Bharat Forge (CMP: Rs.286/ TP: Under Review/ Upside: )
Bharat Forge (BHFC) reported strong results for 2QFY2014 beating our as well as consensus estimates driven by strong sequential growth on the exports front. Additionally, better-than-expected EBITDA margins led by higher exports realization and continued focus on cost control measures too aided the overall performance. For 2QFY2014, standalone revenues posted a strong sequential growth of 6.8% to Rs.845cr, ahead of our estimates of Rs.782cr, aided by a strong export revenue growth of 16.7%. The export performance was boosted by a strong growth across all the key geographies with Europe and US witnessing a growth of 17.3% and 12.8% qoq respectively. The domestic revenues however declined by 3.2% qoq on account of the slowdown in the domestic commercial vehicle industry. During the quarter, volumes and net average realization posted a growth of 3.7% and 2.6% qoq respectively. On the operating front, EBITDA margins improved 159bp qoq to 26.4%, better than our expectations of 24.4%, driven by the cost control measures and also due to favorable currency movement on the exports front. Led by a strong operating performance, net profit grew 6.4% qoq to Rs.96cr, significantly ahead of our expectations of Rs.80cr. At the CMP of Rs.286, the stock is trading at 13.4x FY2015 earnings. We maintain our Neutral rating on the stock.

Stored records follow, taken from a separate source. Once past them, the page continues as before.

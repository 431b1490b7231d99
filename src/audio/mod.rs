//! Audio capture and spectrum analysis.
//!
//! The waterfall pipeline only ever sees this module through the
//! `SpectrumSource` trait: a fixed-length snapshot of normalized magnitudes,
//! refreshed on demand. `MicSpectrumSource` is the live implementation,
//! composing cpal capture with a rustfft analyzer.

pub mod capture;
pub mod spectrum;

pub use capture::AudioCapture;
pub use spectrum::SpectrumAnalyzer;

use crate::config::AudioConfig;
use anyhow::Result;

/// One sampled frequency spectrum: magnitudes in [0, 1], immutable once produced.
#[derive(Debug, Clone, PartialEq)]
pub struct SpectrumSnapshot {
    values: Vec<f32>,
}

impl SpectrumSnapshot {
    pub fn new(values: Vec<f32>) -> Self {
        Self { values }
    }

    pub fn values(&self) -> &[f32] {
        &self.values
    }

    pub fn len(&self) -> usize {
        self.values.len()
    }

    pub fn is_empty(&self) -> bool {
        self.values.is_empty()
    }
}

/// Source of spectrum snapshots at a negotiated window length.
pub trait SpectrumSource {
    /// Snapshot length, fixed once the source is initialized.
    fn window_len(&self) -> usize;

    /// False until actual audio has been captured; admission is skipped
    /// while this returns false.
    fn is_ready(&self) -> bool;

    /// Current spectrum. Only meaningful once `is_ready` returned true.
    fn snapshot(&mut self) -> SpectrumSnapshot;
}

/// Live microphone spectrum: a capture stream feeding an FFT analyzer.
pub struct MicSpectrumSource {
    capture: AudioCapture,
    analyzer: SpectrumAnalyzer,
}

impl MicSpectrumSource {
    /// Opens the configured input device and negotiates the spectrum window
    /// against its actual sample rate.
    ///
    /// # Errors
    /// - If the device is unavailable or the stream cannot be started
    /// - If the configured frequency window resolves to fewer than two bins
    pub fn start(config: &AudioConfig) -> Result<Self> {
        let capture = AudioCapture::start(config)?;
        let analyzer = SpectrumAnalyzer::new(
            config.fft_size,
            config.min_freq_hz,
            config.max_freq_hz,
            capture.sample_rate(),
            config.reference_level_db,
        )?;
        tracing::info!(
            "Spectrum window: {} bins covering {}-{} Hz at {} Hz sample rate",
            analyzer.window_len(),
            config.min_freq_hz,
            config.max_freq_hz,
            capture.sample_rate()
        );
        Ok(Self { capture, analyzer })
    }
}

impl SpectrumSource for MicSpectrumSource {
    fn window_len(&self) -> usize {
        self.analyzer.window_len()
    }

    fn is_ready(&self) -> bool {
        self.capture.buffered_len() >= self.analyzer.fft_size()
    }

    fn snapshot(&mut self) -> SpectrumSnapshot {
        let samples = self.capture.latest(self.analyzer.fft_size());
        self.analyzer.analyze(&samples)
    }
}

Indian Overseas Bank- (CMP: Rs.48 / TP: - / Upside: -)
Indian Overseas Bank (IOB) reported weak operating performance for the quarter, with earnings de-growth of 16.3% (vs. our expectations of earnings decline of 18%). The bank's NII grew by 16.5% yoy (higher than loan book growth of 14.2% yoy). Non-interest income for the bank declined by 1 9.5% yoy to Rs.331cr. The bank booked transfer loss of Rs.96cr on transfer of investments from AFS/HFT book to HTM book, during the quarter. Operating expenses for the bank grew 16.7% yoy, much higher than the growth in operating income (7.6% yoy), thereby leading to operating profit decline of 2.0% yoy. The bank's provisioning expenses increased 12.4% yoy to Rs.620cr (which includes part provision for net MTM loss of Rs.1160cr). As of 2QFY2014, the net MTM loss, which is still not provided for stands at Rs.563cr. On the asset quality front, the bank witnessed continued weakness, as the absolute Gross NPAs increased Rs.870cr to Rs.8302cr (vs. quarterly increase of Rs.824cr in previous quarter), while the Net NPAs increased by Rs.295cr to Rs.4875cr (vs. quarterly increase of Rs.553cr in previous quarter). We await clarity from the management regarding the performance on slippages front during the quarter. Though the stock trades at near historic low valuations, the run rate of net NPAs accretion for the bank (quarterly average of Rs.424cr over the last two quarters) and unprovided net MTM loss (Rs.563cr), far outsize its profitability (quarterly average of Rs.130 over last two quarters). Hence, we maintain our Neutral rating on the stock. At the CMP, the stock trades at valuations of 0.4x FY2015E ABV. We maintain our Neutral recommendation on the stock.
Alembic Pharmaceutical (CMP: Rs.181 /TP: - /Upside: -)
Alembic Pharmaceuticals posted good set of numbers both on the top-line and bottom line. The top line came in at Rs.484cr for 2QFY2014 V/s expectations of Rs.456cr. The domestic formulation grew by 10% yoy, while the International generics and branded grew by 123% and 65% yoy respectively. Its OPM came in at 19.1% V/s expectation of 15.6% and an expansion of 3.4% yoy .The net profit came in at Rs.61.6cr grew by 45.1% yoy on account of an expansion in the OPM. We remain neutral on the stock.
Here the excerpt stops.